# Sterling bat to bat charger



## eddyt (Dec 22, 2015)

A few weeks ago I fitted a sterling battery to battery charger but it is letting my engine
Battery go flat with the leisure battery. I have had to re wire the original relay back in
To protect the engine battery. The sterling must be faulty as it was only a second hand
One off ebay. It charges the leisure batteries brilliant though.


----------



## sparrks (Dec 22, 2015)

eddyt said:


> A few weeks ago I fitted a sterling battery to battery charger but it is letting my engine
> Battery go flat with the leisure battery.

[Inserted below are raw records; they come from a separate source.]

//! # Frames and Segmentation
//!
//! A frame is a fixed 10ms window of normalized samples at a declared rate:
//! 80 samples at 8 kHz, 480 at 48 kHz. The segmenter cuts a sample buffer into
//! telephony frames and zero-pads the last one.
//!
//! ## Padding policy:
//! The padding is never trimmed again. Output always has the padded length,
//! `ceil(len / 80) * 80`, and the padded tail goes through the pipeline like
//! any other audio.

use crate::audio::error::PipelineError;

/// A fixed-length window of normalized samples at a declared sample rate.
#[derive(Debug, Clone, PartialEq)]
pub struct Frame {
    sample_rate: u32,
    samples: Vec<f32>,
}

impl Frame {
    pub fn new(sample_rate: u32, samples: Vec<f32>) -> Self {
        Self {
            sample_rate,
            samples,
        }
    }

    pub fn sample_rate(&self) -> u32 {
        self.sample_rate
    }

    pub fn samples(&self) -> &[f32] {
        &self.samples
    }

    pub fn len(&self) -> usize {
        self.samples.len()
    }

    pub fn into_samples(self) -> Vec<f32> {
        self.samples
    }

    /// Fail unless this frame has exactly `len` samples at `sample_rate`.
    pub fn expect_shape(
        &self,
        stage: &'static str,
        sample_rate: u32,
        len: usize,
    ) -> Result<(), PipelineError> {
        if self.sample_rate != sample_rate {
            return Err(PipelineError::SampleRate {
                stage,
                expected: sample_rate,
                actual: self.sample_rate,
            });
        }
        if self.samples.len() != len {
            return Err(PipelineError::FrameLength {
                stage,
                expected: len,
                actual: self.samples.len(),
            });
        }
        Ok(())
    }
}

/// Number of zeros needed to bring `len` up to a multiple of `frame_len`.
pub fn padding_for(len: usize, frame_len: usize) -> usize {
    match len % frame_len {
        0 => 0,
        remainder => frame_len - remainder,
    }
}

/// Length after padding: `ceil(len / frame_len) * frame_len`.
pub fn padded_len(len: usize, frame_len: usize) -> usize {
    len + padding_for(len, frame_len)
}

/// Split `samples` into frames of `frame_len`, zero-padding the final frame.
///
/// An empty input produces no frames.
pub fn segment(
    samples: &[f32],
    frame_len: usize,
    sample_rate: u32,
) -> Result<Vec<Frame>, PipelineError> {
    if frame_len == 0 {
        return Err(PipelineError::InvalidFrameLength(frame_len));
    }

    let frames = samples
        .chunks(frame_len)
        .map(|chunk| {
            let mut window = Vec::with_capacity(frame_len);
            window.extend_from_slice(chunk);
            window.resize(frame_len, 0.0);
            Frame::new(sample_rate, window)
        })
        .collect();

    Ok(frames)
}

/// Concatenate frames back into one sample buffer.
pub fn concat(frames: Vec<Frame>) -> Vec<f32> {
    let total = frames.iter().map(Frame::len).sum();
    let mut samples = Vec::with_capacity(total);
    for frame in frames {
        samples.extend(frame.into_samples());
    }
    samples
}

#[cfg(test)]
mod tests {
    use super::*;
    use crate::audio::{TELEPHONY_FRAME_LEN, TELEPHONY_SAMPLE_RATE};

    #[test]
    fn test_padding_amounts() {
        assert_eq!(padding_for(0, 80), 0);
        assert_eq!(padding_for(80, 80), 0);
        assert_eq!(padding_for(100, 80), 60);
        assert_eq!(padding_for(1, 80), 79);
        assert_eq!(padded_len(100, 80), 160);
        assert_eq!(padded_len(160, 80), 160);
    }

    #[test]
    fn test_segment_pads_last_frame_with_zeros() {
        let samples: Vec<f32> = (0..100).map(|i| (i as f32 + 1.0) / 200.0).collect();
        let frames = segment(&samples, TELEPHONY_FRAME_LEN, TELEPHONY_SAMPLE_RATE).unwrap();

        assert_eq!(frames.len(), 2);
        assert!(frames.iter().all(|f| f.len() == TELEPHONY_FRAME_LEN));
        assert!(frames.iter().all(|f| f.sample_rate() == TELEPHONY_SAMPLE_RATE));

        let flat = concat(frames);
        assert_eq!(flat.len(), 160);
        assert_eq!(&flat[..100], &samples[..]);
        assert!(flat[100..].iter().all(|&s| s == 0.0));
    }

    #[test]
    fn test_segment_lengths_follow_ceiling() {
        for len in [0usize, 1, 79, 80, 81, 159, 160, 161, 1000] {
            let samples = vec![0.25f32; len];
            let frames = segment(&samples, 80, 8000).unwrap();
            let total: usize = frames.iter().map(Frame::len).sum();
            assert_eq!(total, (len + 79) / 80 * 80, "input length {}", len);
        }
    }

    #[test]
    fn test_segment_rejects_zero_frame_length() {
        assert_eq!(
            segment(&[0.0; 4], 0, 8000),
            Err(PipelineError::InvalidFrameLength(0))
        );
    }

    #[test]
    fn test_expect_shape() {
        let frame = Frame::new(8000, vec![0.0; 80]);
        assert!(frame.expect_shape("test", 8000, 80).is_ok());
        assert!(matches!(
            frame.expect_shape("test", 48000, 80),
            Err(PipelineError::SampleRate { .. })
        ));
        assert!(matches!(
            frame.expect_shape("test", 8000, 480),
            Err(PipelineError::FrameLength { expected: 480, actual: 80, .. })
        ));
    }
}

I have had to re wire the original relay back in
> To protect the engine battery. The sterling must be faulty as it was only a second hand
> One off ebay. It charges the leisure batteries brilliant though.

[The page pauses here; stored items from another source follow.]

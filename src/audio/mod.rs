//! # Telephony Audio Cleaning Core
//!
//! Everything needed to turn a burst of 8 kHz μ-law telephony audio into the
//! same audio with background noise suppressed, ready to go back down the
//! same channel.
//!
//! ## Pipeline:
//! ```text
//! μ-law bytes → codec::decode → normalize → frame::segment(80)
//!     → for each frame: resample up (480 @ 48kHz) → suppressor → resample down (80)
//!     → concatenate → denormalize → codec::encode → μ-law bytes
//! ```
//!
//! ## Key Components:
//! - **codec**: Bit-exact G.711 μ-law companding in both directions
//! - **resample**: Fixed ratio (×6) linear-interpolation upsampler and decimating downsampler
//! - **frame**: 10ms frames and the zero-padding segmenter
//! - **processor**: Payload validation and i16 ↔ f32 sample conversion
//! - **suppressor**: The pluggable noise suppression capability (RNNoise by default)
//! - **denoise**: Per-frame orchestration with pass-through fallback
//! - **pipeline**: The one-call facade used by the HTTP layer
//!
//! Nothing in this module performs I/O or holds state across calls except the
//! suppressor instance handed to the pipeline.

pub mod codec;        // G.711 μ-law encode/decode
pub mod denoise;      // Frame orchestrator with per-frame fallback
pub mod error;        // Core error types
pub mod frame;        // Frame type and segmenter
pub mod pipeline;     // encoded-in → encoded-out facade
pub mod processor;    // Payload validation and sample conversion
pub mod resample;     // 8 kHz ↔ 48 kHz frame resampler
pub mod suppressor;   // Noise suppression capability

pub use error::PipelineError;
pub use pipeline::CleaningPipeline;
pub use suppressor::{build_suppressor, NoiseSuppressor};

/// Telephony sample rate (Hz).
pub const TELEPHONY_SAMPLE_RATE: u32 = 8000;

/// Sample rate required by the suppression model (Hz).
pub const MODEL_SAMPLE_RATE: u32 = 48000;

/// Samples in one 10ms frame at the telephony rate.
pub const TELEPHONY_FRAME_LEN: usize = 80;

/// Samples in one 10ms frame at the model rate.
pub const MODEL_FRAME_LEN: usize = 480;

/// Integer ratio between the two rates.
pub const RESAMPLE_RATIO: usize = MODEL_FRAME_LEN / TELEPHONY_FRAME_LEN;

With the engine switched off for several  minutes try pulling the fuse between the starter battery and the b2b - there should only be voltage on the starter side of the fuse carrier and not the b2b side.


----------



## molly 2 (Dec 22, 2015)

eddyt said:


> A few weeks ago I fitted a sterling battery to battery charger but it is letting my engine
> Battery go flat with the leisure battery. I have had to re wire the original relay back in
> To protect the engine battery. The sterling must be faulty as it was only a second hand
> One off ebay. It charges the leisure batteries brilliant though.


 motorhomes love  solar panels  but they are not good in winter, a B to B is useful all year round. Why do motorhomes prefer solar .


----------



## eddyt (Dec 22, 2015)

sparrks said:


> With the engine switched off for several  minutes try pulling the fuse between the starter battery and the b2b - there should only be voltage on the starter side of the fuse carrier and not the b2b side.

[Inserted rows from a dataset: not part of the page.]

//! # Configuration Management
//!
//! This module handles loading and managing application configuration from multiple sources:
//! - TOML configuration files (config.toml)
//! - Environment variables (with APP_ prefix)
//! - Default values (built into the code)
//!
//! ## Configuration Priority (highest to lowest):
//! 1. Deployment variables (HOST, PORT, RNNOISE_PORT)
//! 2. Environment variables (APP_SERVER__HOST, APP_SUPPRESSION__BACKEND, etc.)
//! 3. Configuration file (config.toml)
//! 4. Default values (defined in the Default impl)

use crate::audio::suppressor::SuppressorKind;
use crate::audio::TELEPHONY_SAMPLE_RATE;
use anyhow::Result;
use serde::{Deserialize, Serialize};
use std::env;

/// Upper bound for `audio.max_payload_bytes` (about 35 minutes at 8 kHz).
/// The JSON body limit is sized from this, so any accepted setting is
/// enforced by payload validation rather than by the body extractor.
pub const MAX_PAYLOAD_CEILING: usize = 16 * 1024 * 1024;

/// Main application configuration that contains all settings.
///
/// Split into logical groups so each part of the service only has to look
/// at the settings it cares about.
#[derive(Debug, Clone, Serialize, Deserialize)]
pub struct AppConfig {
    pub server: ServerConfig,
    pub suppression: SuppressionConfig,
    pub audio: AudioConfig,
}

/// Server-specific configuration settings.
///
/// ## Common values:
/// - `host = "127.0.0.1"`: Only accept connections from localhost (development)
/// - `host = "0.0.0.0"`: Accept connections from any IP address (production)
#[derive(Debug, Clone, Serialize, Deserialize)]
pub struct ServerConfig {
    pub host: String,
    pub port: u16,
}

/// Noise suppression settings.
///
/// ## Fields:
/// - `enabled`: When false no suppressor is created and cleaning requests get 503
/// - `backend`: Which suppressor to build ("rnnoise" or "passthrough")
#[derive(Debug, Clone, Serialize, Deserialize)]
pub struct SuppressionConfig {
    pub enabled: bool,
    pub backend: String,
}

/// Accepted audio format and limits.
///
/// ## Fields:
/// - `sample_rate`: Telephony rate; the pipeline only supports 8000
/// - `max_payload_bytes`: Largest μ-law payload accepted per request (one byte per sample)
#[derive(Debug, Clone, Serialize, Deserialize)]
pub struct AudioConfig {
    pub sample_rate: u32,
    pub max_payload_bytes: usize,
}

impl Default for AppConfig {
    fn default() -> Self {
        Self {
            server: ServerConfig {
                host: "0.0.0.0".to_string(),
                port: 8081,
            },
            suppression: SuppressionConfig {
                enabled: true,
                backend: "rnnoise".to_string(),
            },
            audio: AudioConfig {
                sample_rate: TELEPHONY_SAMPLE_RATE,
                max_payload_bytes: 160_000, // 20 seconds at 8kHz
            },
        }
    }
}

impl AppConfig {
    /// Load configuration from multiple sources in priority order.
    ///
    /// ## Environment Variable Examples:
    /// - `APP_SERVER__PORT=3000`: Override server port
    /// - `APP_SUPPRESSION__BACKEND=passthrough`: Disable the model but keep the pipeline
    /// - `APP_SUPPRESSION__ENABLED=false`: Run without a suppressor (health reports degraded)
    /// - `RNNOISE_PORT=8081`: Port variable used by existing deployments
    pub fn load() -> Result<Self> {
        let mut settings = config::Config::builder()
            .add_source(config::Config::try_from(&AppConfig::default())?)
            .add_source(config::File::with_name("config").required(false))
            // Double underscore between sections so field names keep theirs:
            // APP_AUDIO__MAX_PAYLOAD_BYTES → audio.max_payload_bytes
            .add_source(
                config::Environment::with_prefix("APP")
                    .prefix_separator("_")
                    .separator("__")
                    .try_parsing(true),
            );

        if let Ok(host) = env::var("HOST") {
            settings = settings.set_override("server.host", host)?;
        }

        if let Ok(port) = env::var("RNNOISE_PORT") {
            settings = settings.set_override("server.port", port)?;
        }

        if let Ok(port) = env::var("PORT") {
            settings = settings.set_override("server.port", port)?;
        }

        let config = settings.build()?.try_deserialize()?;
        Ok(config)
    }

    /// Validate that the configuration values make sense.
    pub fn validate(&self) -> Result<()> {
        if self.server.port == 0 {
            return Err(anyhow::anyhow!("Server port cannot be 0"));
        }

        if self.audio.sample_rate != TELEPHONY_SAMPLE_RATE {
            return Err(anyhow::anyhow!(
                "Unsupported sample rate {}: only {} Hz telephony audio is supported",
                self.audio.sample_rate,
                TELEPHONY_SAMPLE_RATE
            ));
        }

        if self.audio.max_payload_bytes == 0 {
            return Err(anyhow::anyhow!("Max payload size must be greater than 0"));
        }

        if self.audio.max_payload_bytes > MAX_PAYLOAD_CEILING {
            return Err(anyhow::anyhow!(
                "Max payload size {} exceeds the ceiling of {} bytes",
                self.audio.max_payload_bytes,
                MAX_PAYLOAD_CEILING
            ));
        }

        self.suppression.backend.parse::<SuppressorKind>()?;

        Ok(())
    }

    /// Update configuration from a JSON string (used for runtime config updates).
    ///
    /// Only fields present in the JSON are changed; for example
    /// `{"audio": {"max_payload_bytes": 8000}}` changes only the payload limit.
    /// Suppression settings are fixed at startup and ignored here.
    pub fn update_from_json(&mut self, json_str: &str) -> Result<()> {
        let partial_config: serde_json::Value = serde_json::from_str(json_str)?;

        if let Some(server) = partial_config.get("server") {
            if let Some(host) = server.get("host").and_then(|v| v.as_str()) {
                self.server.host = host.to_string();
            }
            if let Some(port) = server.get("port").and_then(|v| v.as_u64()) {
                self.server.port = u16::try_from(port)
                    .map_err(|_| anyhow::anyhow!("Server port out of range: {}", port))?;
            }
        }

        if let Some(audio) = partial_config.get("audio") {
            if let Some(rate) = audio.get("sample_rate").and_then(|v| v.as_u64()) {
                self.audio.sample_rate = u32::try_from(rate)
                    .map_err(|_| anyhow::anyhow!("Sample rate out of range: {}", rate))?;
            }
            if let Some(limit) = audio.get("max_payload_bytes").and_then(|v| v.as_u64()) {
                self.audio.max_payload_bytes = usize::try_from(limit)
                    .map_err(|_| anyhow::anyhow!("Max payload size out of range: {}", limit))?;
            }
        }

        self.validate()?;
        Ok(())
    }
}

I did not try that will check it tomorrow. When I put a heavy load like inverter on leisure  battery
I had a volt meter on engine battery and it dropped its volts at same rate as leisure battery.


----------



## eddyt (Dec 22, 2015)

molly 2 said:


> motorhomes love  solar panels  but they are not good in winter, a B to B is useful all year round. Why do motorhomes prefer solar .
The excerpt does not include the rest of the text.